[Data — start]

use serde::{Deserialize, Serialize};

#[derive(Serialize, Deserialize, Debug)]
pub struct PageContext<T> {
    pub rows: Vec<T>,
    pub total_rows: i64,
    pub next_offset: i64,
    pub prev_offset: i64,
    pub page_list: Vec<(String, i64)>,
    pub message: Option<String>,
}

impl<T> PageContext<T> {
    pub fn from_rows(rows: Vec<T>, total_rows: i64, page_size: i64, current_offset: i64) -> Self {
        if rows.is_empty() {
            return Self::no_rows();
        }

        let last_offset = ((total_rows - 1) / page_size) * page_size;
        let next_offset = (current_offset + page_size).min(last_offset);
        let prev_offset = (current_offset - page_size).max(0);

        let page_count = ((total_rows + page_size - 1) / page_size) as usize;
        let current_page = (current_offset / page_size) as usize;

        let page_list = (0..page_count)
            .map(|n| {
                let page = if n == current_page {
                    String::from("...")
                } else {
                    format!("{}", n + 1)
                };

                (page, (n as i64) * page_size)
            })
            .collect();

        Self {
            rows,
            total_rows,
            next_offset,
            prev_offset,
            page_list,
            message: Some(format!(
                "{} - {} / {}",
                current_offset,
                (current_offset + page_size).min(total_rows),
                total_rows
            )),
        }
    }

    pub fn no_rows() -> Self {
        Self {
            rows: vec![],
            total_rows: 0,
            next_offset: 0,
            prev_offset: 0,
            page_list: vec![(String::from("1"), 0)],
            message: Some(String::from("No results")),
        }
    }
}

#[cfg(test)]
mod tests {
    use super::*;

    #[test]
    fn first_page_of_three() {
        let page = PageContext::from_rows(vec![0; 10], 25, 10, 0);

        assert_eq!(page.total_rows, 25);
        assert_eq!(page.next_offset, 10);
        assert_eq!(page.prev_offset, 0);
        assert_eq!(page.page_list.len(), 3);
        assert_eq!(page.page_list[0].0, "...");
        assert_eq!(page.page_list[2], (String::from("3"), 20));
    }

    #[test]
    fn last_page_does_not_advance() {
        let page = PageContext::from_rows(vec![0; 5], 25, 10, 20);

        assert_eq!(page.next_offset, 20);
        assert_eq!(page.prev_offset, 10);
    }

    #[test]
    fn empty_result_collapses_to_no_rows() {
        let page: PageContext<i32> = PageContext::from_rows(vec![], 0, 10, 0);

        assert_eq!(page.total_rows, 0);
        assert_eq!(page.message.as_deref(), Some("No results"));
    }
}
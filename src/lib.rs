mod database {
    pub mod actions;
    pub mod form;
    pub mod pagination;
    pub mod schema;
    pub mod validate;
}
mod authentication {
    pub mod cryptography;
    pub mod jwt;
    pub mod middleware;
    pub mod permissions;
}
mod api {
    pub mod handlers {
        pub mod ingredients;
        pub mod recipes;
        pub mod tags;
        pub mod users;
    }
    pub mod rejection;
    pub mod routes;
}
mod config;
mod constants;
mod error;
mod media;
mod shortlink;

pub use api::*;
pub use authentication::*;
pub use config::*;
pub use constants::*;
pub use database::*;
pub use error::*;
pub use media::*;
pub use shortlink::*;
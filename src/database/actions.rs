pub mod carts;
pub mod favorites;
pub mod ingredients;
pub mod recipes;
pub mod subscriptions;
pub mod tags;
pub mod users;

pub use carts::*;
pub use favorites::*;
pub use ingredients::*;
pub use recipes::*;
pub use subscriptions::*;
pub use tags::*;
pub use users::*;
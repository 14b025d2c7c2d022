use crate::constants::SHORT_LINK_BASE;
use crate::error::TypeError;
use crate::schema::Uuid;

/// Encodes a recipe id as a compact base-16 token for `/s/{token}` links.
/// The mapping is a bijection on the id space, so no collision bookkeeping
/// is needed.
pub fn encode_recipe_token(id: Uuid) -> String {
    format!("{id:x}")
}

/// Parses a short-link token back into the recipe id it encodes.
pub fn decode_recipe_token(token: &str) -> Result<Uuid, TypeError> {
    Uuid::from_str_radix(token, SHORT_LINK_BASE)
        .map_err(|_e| TypeError::new("Invalid short link token"))
}

#[cfg(test)]
mod tests {
    use super::*;

    #[test]
    fn encodes_as_lowercase_hex() {
        assert_eq!(encode_recipe_token(255), "ff");
        assert_eq!(encode_recipe_token(1), "1");
        assert_eq!(encode_recipe_token(4096), "1000");
    }

    #[test]
    fn round_trips() {
        for id in [1, 255, 73_534, i32::MAX] {
            assert_eq!(decode_recipe_token(&encode_recipe_token(id)).unwrap(), id);
        }
    }

    #[test]
    fn rejects_non_hex_tokens() {
        assert!(decode_recipe_token("zz").is_err());
        assert!(decode_recipe_token("").is_err());
        assert!(decode_recipe_token("12g").is_err());
    }
}
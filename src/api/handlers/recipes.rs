use std::collections::HashSet;

use chrono::{DateTime, Utc};
use serde::{Deserialize, Serialize};
use serde_json::{json, Value};
use sqlx::{Pool, Postgres};
use warp::{http::StatusCode, http::Uri, reject::Rejection, reply::Reply};

use crate::{
    actions,
    actions::RecipeFilters,
    authentication::permissions::ActionType,
    error::ApiError,
    form::{Form, FormData},
    jwt::{JwtSessionData, SessionData},
    media::MediaStore,
    pagination::PageContext,
    schema::{Recipe, RecipeDraft, RecipeOrder, RecipeRow, RecipeTag, UserView, Uuid},
    shortlink::{decode_recipe_token, encode_recipe_token},
};

#[derive(Debug, Deserialize)]
pub struct RecipeListQuery {
    pub offset: Option<i64>,
    pub author: Option<i32>,
    pub tag: Option<String>,
    pub search: Option<String>,
    pub order: Option<String>,
    pub is_favorited: Option<u8>,
    pub is_in_shopping_cart: Option<u8>,
}

#[derive(Debug, Serialize)]
struct RecipeListItem {
    id: Uuid,
    author_id: Uuid,
    name: String,
    text: String,
    cooking_time: i32,
    image: String,
    pub_date: DateTime<Utc>,
    is_favorited: bool,
    is_in_shopping_cart: bool,
}

impl RecipeListItem {
    fn from_row(row: RecipeRow, favorites: &HashSet<Uuid>, cart: &HashSet<Uuid>) -> Self {
        Self {
            is_favorited: favorites.contains(&row.id),
            is_in_shopping_cart: cart.contains(&row.id),
            id: row.id,
            author_id: row.author_id,
            name: row.name,
            text: row.text,
            cooking_time: row.cooking_time,
            image: row.image,
            pub_date: row.pub_date,
        }
    }
}

#[derive(Debug, Serialize)]
struct RecipeIngredientView {
    id: Uuid,
    name: String,
    measurement_unit: String,
    amount: i32,
}

#[derive(Debug, Serialize)]
struct RecipeDetail {
    id: Uuid,
    author: UserView,
    name: String,
    text: String,
    cooking_time: i32,
    image: String,
    pub_date: DateTime<Utc>,
    tags: Vec<RecipeTag>,
    ingredients: Vec<RecipeIngredientView>,
    is_favorited: bool,
    is_in_shopping_cart: bool,
}

/// Compact recipe view used by the favorite/cart toggle responses.
#[derive(Debug, Serialize)]
struct RecipeShort {
    id: Uuid,
    name: String,
    image: String,
    cooking_time: i32,
}

impl From<Recipe> for RecipeShort {
    fn from(recipe: Recipe) -> Self {
        Self {
            id: recipe.id,
            name: recipe.name,
            image: recipe.image,
            cooking_time: recipe.cooking_time,
        }
    }
}

async fn recipe_detail(
    recipe: Recipe,
    user_id: Option<Uuid>,
    pool: &Pool<Postgres>,
) -> Result<RecipeDetail, ApiError> {
    let author = actions::get_user_by_id(pool, recipe.author_id)
        .await?
        .ok_or_else(|| ApiError::InternalServerError(String::from("Recipe author is missing")))?;

    let is_subscribed = match user_id {
        Some(user_id) => actions::is_subscribed(user_id, author.id, pool).await?,
        None => false,
    };
    let (is_favorited, is_in_shopping_cart) = match user_id {
        Some(user_id) => (
            actions::is_favorite(recipe.id, user_id, pool).await?,
            actions::is_in_cart(recipe.id, user_id, pool).await?,
        ),
        None => (false, false),
    };

    let tags = actions::list_recipe_tags(pool, recipe.id).await?;
    let ingredients = actions::list_recipe_parts(pool, recipe.id)
        .await?
        .into_iter()
        .map(|part| RecipeIngredientView {
            id: part.ingredient_id,
            name: part.name,
            measurement_unit: part.measurement_unit,
            amount: part.amount,
        })
        .collect();

    Ok(RecipeDetail {
        id: recipe.id,
        author: UserView::from_user(author, is_subscribed),
        name: recipe.name,
        text: recipe.text,
        cooking_time: recipe.cooking_time,
        image: recipe.image,
        pub_date: recipe.pub_date,
        tags,
        ingredients,
        is_favorited,
        is_in_shopping_cart,
    })
}

fn parse_draft(form: &Form) -> Result<RecipeDraft, Rejection> {
    Ok(RecipeDraft {
        name: form.get_str("name").map_err(ApiError::rejection)?,
        text: form.get_str("text").map_err(ApiError::rejection)?,
        cooking_time: form.get_number("cooking_time").map_err(ApiError::rejection)?,
        image: form.get_opt_str("image").map_err(ApiError::rejection)?,
        tags: form.get_id_list("tags").map_err(ApiError::rejection)?,
        ingredients: form.get_list("ingredients").map_err(ApiError::rejection)?,
    })
}

pub async fn list_recipes(
    query: RecipeListQuery,
    session: Option<JwtSessionData>,
    pool: Pool<Postgres>,
) -> Result<impl Reply, Rejection> {
    let order = match query.order {
        Some(raw) => Some(RecipeOrder::try_from(Value::String(raw)).map_err(|e| e.rejection())?),
        None => None,
    };

    let user_id = session.map(|session| session.user_id);
    let filters = RecipeFilters {
        author: query.author,
        tag_slug: query.tag,
        search: query.search,
        favorited_by: user_id.filter(|_| query.is_favorited.unwrap_or(0) != 0),
        in_cart_of: user_id.filter(|_| query.is_in_shopping_cart.unwrap_or(0) != 0),
        order,
        offset: query.offset.unwrap_or(0),
    };

    let page = actions::fetch_recipes(filters, &pool)
        .await
        .map_err(ApiError::rejection)?;

    let (favorites, cart) = match user_id {
        Some(user_id) => (
            actions::list_favorite_ids(user_id, &pool)
                .await
                .map_err(ApiError::rejection)?
                .into_iter()
                .collect::<HashSet<_>>(),
            actions::list_cart_ids(user_id, &pool)
                .await
                .map_err(ApiError::rejection)?
                .into_iter()
                .collect::<HashSet<_>>(),
        ),
        None => (HashSet::new(), HashSet::new()),
    };

    let page = PageContext {
        rows: page
            .rows
            .into_iter()
            .map(|row| RecipeListItem::from_row(row, &favorites, &cart))
            .collect(),
        total_rows: page.total_rows,
        next_offset: page.next_offset,
        prev_offset: page.prev_offset,
        page_list: page.page_list,
        message: page.message,
    };

    Ok(warp::reply::json(&page))
}

pub async fn get_recipe_detail(
    id: i32,
    session: Option<JwtSessionData>,
    pool: Pool<Postgres>,
) -> Result<impl Reply, Rejection> {
    let recipe = actions::get_recipe(id, &pool)
        .await
        .map_err(ApiError::rejection)?
        .ok_or_else(|| {
            ApiError::NotFound(String::from("No recipe exists with specified id")).rejection()
        })?;

    let detail = recipe_detail(recipe, session.map(|s| s.user_id), &pool)
        .await
        .map_err(ApiError::rejection)?;

    Ok(warp::reply::json(&detail))
}

pub async fn create_recipe(
    session: JwtSessionData,
    data: FormData,
    media: MediaStore,
    pool: Pool<Postgres>,
) -> Result<impl Reply, Rejection> {
    let session: SessionData = session.into();
    session
        .authenticate(ActionType::CreateRecipes)
        .map_err(ApiError::rejection)?;

    let form = Form::from_data(data);
    let draft = parse_draft(&form)?;

    // validate before the image touches disk
    crate::validate::validate_recipe_draft(&draft).map_err(|e| e.rejection())?;

    let payload = draft.image.as_deref().ok_or_else(|| {
        ApiError::InvalidRequest(String::from("Missing field `image`")).rejection()
    })?;
    let image = media
        .store_image(payload, "recipes")
        .await
        .map_err(ApiError::rejection)?;

    let id = actions::create_recipe(&draft, session.user_id, &image, &pool)
        .await
        .map_err(ApiError::rejection)?;

    let recipe = actions::get_recipe(id, &pool)
        .await
        .map_err(ApiError::rejection)?
        .ok_or_else(|| {
            ApiError::InternalServerError(String::from("Created recipe is missing")).rejection()
        })?;
    let detail = recipe_detail(recipe, Some(session.user_id), &pool)
        .await
        .map_err(ApiError::rejection)?;

    Ok(warp::reply::with_status(
        warp::reply::json(&detail),
        StatusCode::CREATED,
    ))
}

pub async fn update_recipe(
    id: i32,
    session: JwtSessionData,
    data: FormData,
    media: MediaStore,
    pool: Pool<Postgres>,
) -> Result<impl Reply, Rejection> {
    let session: SessionData = session.into();
    let recipe = actions::get_recipe_mut(id, session.clone(), &pool)
        .await
        .map_err(ApiError::rejection)?;

    let form = Form::from_data(data);
    let draft = parse_draft(&form)?;
    crate::validate::validate_recipe_draft(&draft).map_err(|e| e.rejection())?;

    let image = match draft.image.as_deref() {
        Some(payload) => Some(
            media
                .store_image(payload, "recipes")
                .await
                .map_err(ApiError::rejection)?,
        ),
        None => None,
    };

    actions::update_recipe(recipe.id, &draft, image.as_deref(), &pool)
        .await
        .map_err(ApiError::rejection)?;

    let recipe = actions::get_recipe(id, &pool)
        .await
        .map_err(ApiError::rejection)?
        .ok_or_else(|| {
            ApiError::InternalServerError(String::from("Updated recipe is missing")).rejection()
        })?;
    let detail = recipe_detail(recipe, Some(session.user_id), &pool)
        .await
        .map_err(ApiError::rejection)?;

    Ok(warp::reply::json(&detail))
}

pub async fn delete_recipe(
    id: i32,
    session: JwtSessionData,
    pool: Pool<Postgres>,
) -> Result<impl Reply, Rejection> {
    let session: SessionData = session.into();
    let recipe = actions::get_recipe_mut(id, session, &pool)
        .await
        .map_err(ApiError::rejection)?;

    actions::delete_recipe(recipe.id, &pool)
        .await
        .map_err(ApiError::rejection)?;

    Ok(warp::reply::with_status(
        warp::reply(),
        StatusCode::NO_CONTENT,
    ))
}

async fn existing_recipe(id: Uuid, pool: &Pool<Postgres>) -> Result<Recipe, Rejection> {
    actions::get_recipe(id, pool)
        .await
        .map_err(ApiError::rejection)?
        .ok_or_else(|| {
            ApiError::NotFound(String::from("No recipe exists with specified id")).rejection()
        })
}

pub async fn add_favorite(
    id: i32,
    session: JwtSessionData,
    pool: Pool<Postgres>,
) -> Result<impl Reply, Rejection> {
    let recipe = existing_recipe(id, &pool).await?;
    let session: SessionData = session.into();
    session
        .authenticate(ActionType::ManageOwnFavorites)
        .map_err(ApiError::rejection)?;

    actions::add_to_favorites(id, session.user_id, &pool)
        .await
        .map_err(ApiError::rejection)?;

    Ok(warp::reply::with_status(
        warp::reply::json(&RecipeShort::from(recipe)),
        StatusCode::CREATED,
    ))
}

pub async fn remove_favorite(
    id: i32,
    session: JwtSessionData,
    pool: Pool<Postgres>,
) -> Result<impl Reply, Rejection> {
    existing_recipe(id, &pool).await?;
    let session: SessionData = session.into();
    session
        .authenticate(ActionType::ManageOwnFavorites)
        .map_err(ApiError::rejection)?;

    actions::remove_from_favorites(id, session.user_id, &pool)
        .await
        .map_err(ApiError::rejection)?;

    Ok(warp::reply::with_status(
        warp::reply(),
        StatusCode::NO_CONTENT,
    ))
}

pub async fn add_to_cart(
    id: i32,
    session: JwtSessionData,
    pool: Pool<Postgres>,
) -> Result<impl Reply, Rejection> {
    let recipe = existing_recipe(id, &pool).await?;
    let session: SessionData = session.into();
    session
        .authenticate(ActionType::ManageOwnCart)
        .map_err(ApiError::rejection)?;

    actions::add_to_cart(id, session.user_id, &pool)
        .await
        .map_err(ApiError::rejection)?;

    Ok(warp::reply::with_status(
        warp::reply::json(&RecipeShort::from(recipe)),
        StatusCode::CREATED,
    ))
}

pub async fn remove_from_cart(
    id: i32,
    session: JwtSessionData,
    pool: Pool<Postgres>,
) -> Result<impl Reply, Rejection> {
    existing_recipe(id, &pool).await?;
    let session: SessionData = session.into();
    session
        .authenticate(ActionType::ManageOwnCart)
        .map_err(ApiError::rejection)?;

    actions::remove_from_cart(id, session.user_id, &pool)
        .await
        .map_err(ApiError::rejection)?;

    Ok(warp::reply::with_status(
        warp::reply(),
        StatusCode::NO_CONTENT,
    ))
}

pub async fn download_shopping_cart(
    session: JwtSessionData,
    pool: Pool<Postgres>,
) -> Result<impl Reply, Rejection> {
    let rows = actions::fetch_shopping_list(session.user_id, &pool)
        .await
        .map_err(ApiError::rejection)?;
    let text = actions::render_shopping_list(&rows);

    let reply = warp::reply::with_header(text, "content-type", "text/plain; charset=utf-8");
    let reply = warp::reply::with_header(
        reply,
        "content-disposition",
        "attachment; filename=\"shopping_list.txt\"",
    );

    Ok(reply)
}

pub async fn get_link(id: i32, pool: Pool<Postgres>) -> Result<impl Reply, Rejection> {
    existing_recipe(id, &pool).await?;

    Ok(warp::reply::json(&json!({
        "short-link": format!("/s/{}", encode_recipe_token(id)),
    })))
}

/// `/s/{token}` — decodes the base-16 token and redirects to the canonical
/// recipe path. No lookup is needed: the token encodes the id itself.
pub async fn resolve_link(token: String) -> Result<impl Reply, Rejection> {
    let id = decode_recipe_token(&token).map_err(|e| e.rejection())?;

    let uri = format!("/recipes/{id}/").parse::<Uri>().map_err(|_e| {
        ApiError::InternalServerError(String::from("Failed to build redirect uri")).rejection()
    })?;

    Ok(warp::redirect::temporary(uri))
}
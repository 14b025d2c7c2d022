use std::collections::HashMap;

use sqlx::{Pool, Postgres};

use crate::{
    error::{ApiError, QueryError},
    schema::{RecipePart, ShoppingListRow, Uuid},
};

pub async fn is_in_cart(id: Uuid, user_id: Uuid, pool: &Pool<Postgres>) -> Result<bool, ApiError> {
    let result: Option<(i32,)> = sqlx::query_as(
        "
        SELECT recipe_id FROM user_shopping_cart WHERE recipe_id = $1 AND user_id = $2
    ",
    )
    .bind(id)
    .bind(user_id)
    .fetch_optional(&*pool)
    .await
    .map_err(|e| QueryError::from(e).into())?;

    Ok(result.is_some())
}

pub async fn list_cart_ids(user_id: Uuid, pool: &Pool<Postgres>) -> Result<Vec<Uuid>, ApiError> {
    let rows: Vec<(i32,)> =
        sqlx::query_as("SELECT recipe_id FROM user_shopping_cart WHERE user_id = $1")
            .bind(user_id)
            .fetch_all(pool)
            .await
            .map_err(|e| QueryError::from(e).into())?;

    Ok(rows.into_iter().map(|r| r.0).collect())
}

pub async fn add_to_cart(id: Uuid, user_id: Uuid, pool: &Pool<Postgres>) -> Result<(), ApiError> {
    let result = sqlx::query("INSERT INTO user_shopping_cart (user_id, recipe_id) VALUES ($1, $2) ON CONFLICT DO NOTHING RETURNING *;")
        .bind(user_id)
        .bind(id)
        .execute(pool).await.map_err(|e| QueryError::from(e).into())?;

    if result.rows_affected() <= 0 {
        return Err(ApiError::Conflict(String::from(
            "Recipe is already in the shopping cart",
        )));
    }

    Ok(())
}

pub async fn remove_from_cart(
    id: Uuid,
    user_id: Uuid,
    pool: &Pool<Postgres>,
) -> Result<(), ApiError> {
    let result = sqlx::query("DELETE FROM user_shopping_cart WHERE user_id = $1 AND recipe_id = $2")
        .bind(user_id)
        .bind(id)
        .execute(pool)
        .await
        .map_err(|e| QueryError::from(e).into())?;

    if result.rows_affected() <= 0 {
        return Err(ApiError::Conflict(String::from(
            "Recipe is not in the shopping cart",
        )));
    }

    Ok(())
}

/// Every ingredient line of every recipe in the user's cart, joined with
/// the ingredient it references.
pub async fn list_cart_parts(
    user_id: Uuid,
    pool: &Pool<Postgres>,
) -> Result<Vec<RecipePart>, ApiError> {
    let rows: Vec<RecipePart> = sqlx::query_as("
        SELECT ri.recipe_id AS recipe_id, i.id AS ingredient_id, ri.amount AS amount, i.name AS name, i.measurement_unit AS measurement_unit
        FROM user_shopping_cart c
        INNER JOIN recipe_ingredients ri ON ri.recipe_id = c.recipe_id
        INNER JOIN ingredients i ON i.id = ri.ingredient_id
        WHERE c.user_id = $1
    ")
    .bind(user_id)
    .fetch_all(pool).await.map_err(|e| QueryError::from(e).into())?;

    Ok(rows)
}

pub async fn fetch_shopping_list(
    user_id: Uuid,
    pool: &Pool<Postgres>,
) -> Result<Vec<ShoppingListRow>, ApiError> {
    let parts = list_cart_parts(user_id, pool).await?;

    Ok(aggregate_shopping_list(parts))
}

/// Groups cart rows by ingredient identity and sums their amounts: the same
/// ingredient contributed by two different recipes merges into one line.
/// Lines come out sorted by ingredient name.
pub fn aggregate_shopping_list(parts: Vec<RecipePart>) -> Vec<ShoppingListRow> {
    let mut totals: HashMap<Uuid, ShoppingListRow> = HashMap::new();
    parts
        .into_iter()
        .for_each(|part| match totals.get_mut(&part.ingredient_id) {
            Some(row) => row.total_amount += part.amount as i64,
            None => {
                totals.insert(
                    part.ingredient_id,
                    ShoppingListRow {
                        name: part.name,
                        measurement_unit: part.measurement_unit,
                        total_amount: part.amount as i64,
                    },
                );
            }
        });

    let mut rows: Vec<ShoppingListRow> = totals.into_values().collect();
    rows.sort_by(|a, b| a.name.cmp(&b.name));
    rows
}

/// Renders aggregated rows as the exported plain-text attachment.
pub fn render_shopping_list(rows: &[ShoppingListRow]) -> String {
    let mut text = String::from("Shopping list:\n\n");
    for row in rows {
        text += &format!("{}: {} {}\n", row.name, row.total_amount, row.measurement_unit);
    }

    text
}

#[cfg(test)]
mod tests {
    use super::*;

    fn part(recipe_id: Uuid, ingredient_id: Uuid, amount: i32, name: &str, unit: &str) -> RecipePart {
        RecipePart {
            recipe_id,
            ingredient_id,
            amount,
            name: name.to_string(),
            measurement_unit: unit.to_string(),
        }
    }

    #[test]
    fn merges_shared_ingredients_across_recipes() {
        let rows = aggregate_shopping_list(vec![
            part(1, 10, 100, "flour", "g"),
            part(2, 10, 50, "flour", "g"),
            part(2, 11, 2, "egg", "pc"),
        ]);

        assert_eq!(rows.len(), 2);
        assert_eq!(rows[1].name, "flour");
        assert_eq!(rows[1].total_amount, 150);
        assert_eq!(rows[0].name, "egg");
        assert_eq!(rows[0].total_amount, 2);
    }

    #[test]
    fn keys_on_ingredient_identity_not_row_identity() {
        // same name, different unit -> different ingredient rows
        let rows = aggregate_shopping_list(vec![
            part(1, 10, 100, "sugar", "g"),
            part(2, 12, 3, "sugar", "tbsp"),
        ]);

        assert_eq!(rows.len(), 2);
    }

    #[test]
    fn renders_one_line_per_ingredient() {
        let rows = aggregate_shopping_list(vec![
            part(1, 10, 100, "flour", "g"),
            part(2, 10, 50, "flour", "g"),
        ]);
        let text = render_shopping_list(&rows);

        assert_eq!(text, "Shopping list:\n\nflour: 150 g\n");
    }

    #[test]
    fn renders_header_for_empty_cart() {
        assert_eq!(render_shopping_list(&[]), "Shopping list:\n\n");
    }
}
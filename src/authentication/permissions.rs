use crate::{jwt::SessionData, schema::UserRole};

const ACTION_TABLE: &[(UserRole, &[ActionType])] = &[
    (
        UserRole::User,
        &[
            ActionType::CreateRecipes,
            ActionType::ManageOwnRecipes,
            ActionType::ManageOwnFavorites,
            ActionType::ManageOwnCart,
            ActionType::ManageOwnSubscriptions,
            ActionType::ManageOwnProfile,
        ],
    ),
    (
        UserRole::Admin,
        &[
            ActionType::CreateRecipes,
            ActionType::ManageOwnRecipes,
            ActionType::ManageOwnFavorites,
            ActionType::ManageOwnCart,
            ActionType::ManageOwnSubscriptions,
            ActionType::ManageOwnProfile,
            ActionType::ManageAllRecipes,
            ActionType::ManageTags,
            ActionType::ManageIngredients,
            ActionType::ManageUsers,
        ],
    ),
];

#[derive(Hash, PartialEq, Eq, PartialOrd, Ord)]
pub enum ActionType {
    CreateRecipes,

    ManageOwnRecipes,
    ManageOwnFavorites,
    ManageOwnCart,
    ManageOwnSubscriptions,
    ManageOwnProfile,

    ManageUsers,
    ManageAllRecipes,
    ManageTags,
    ManageIngredients,
}

impl ActionType {
    pub fn authenticate(self, session: &SessionData) -> bool {
        let user_uid = &session.user_uid;

        ACTION_TABLE
            .iter()
            .find_map(|(uid, actions)| {
                if user_uid != uid {
                    return None;
                }

                Some(actions.contains(&self))
            })
            .unwrap_or(false)
    }
}

#[cfg(test)]
mod tests {
    use super::*;

    fn session(uid: UserRole) -> SessionData {
        SessionData {
            user_id: 1,
            username: String::from("cook"),
            is_admin: uid == UserRole::Admin,
            user_uid: uid,
        }
    }

    #[test]
    fn plain_users_manage_only_their_own_things() {
        let s = session(UserRole::User);

        assert!(ActionType::CreateRecipes.authenticate(&s));
        assert!(ActionType::ManageOwnFavorites.authenticate(&s));
        assert!(!ActionType::ManageAllRecipes.authenticate(&s));
        assert!(!ActionType::ManageTags.authenticate(&s));
        assert!(!ActionType::ManageIngredients.authenticate(&s));
    }

    #[test]
    fn admins_hold_every_action() {
        let s = session(UserRole::Admin);

        assert!(ActionType::ManageAllRecipes.authenticate(&s));
        assert!(ActionType::ManageTags.authenticate(&s));
        assert!(ActionType::ManageUsers.authenticate(&s));
    }
}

[Data — finish]

* _Exercise aim_: Copy every line in the data above that has the string "PageContext" in it.

* _Answer to this problem_:
pub struct PageContext<T> {
impl<T> PageContext<T> {
        let page = PageContext::from_rows(vec![0; 10], 25, 10, 0);
        let page = PageContext::from_rows(vec![0; 5], 25, 10, 20);
        let page: PageContext<i32> = PageContext::from_rows(vec![], 0, 10, 0);
    pagination::PageContext,
    let page = PageContext {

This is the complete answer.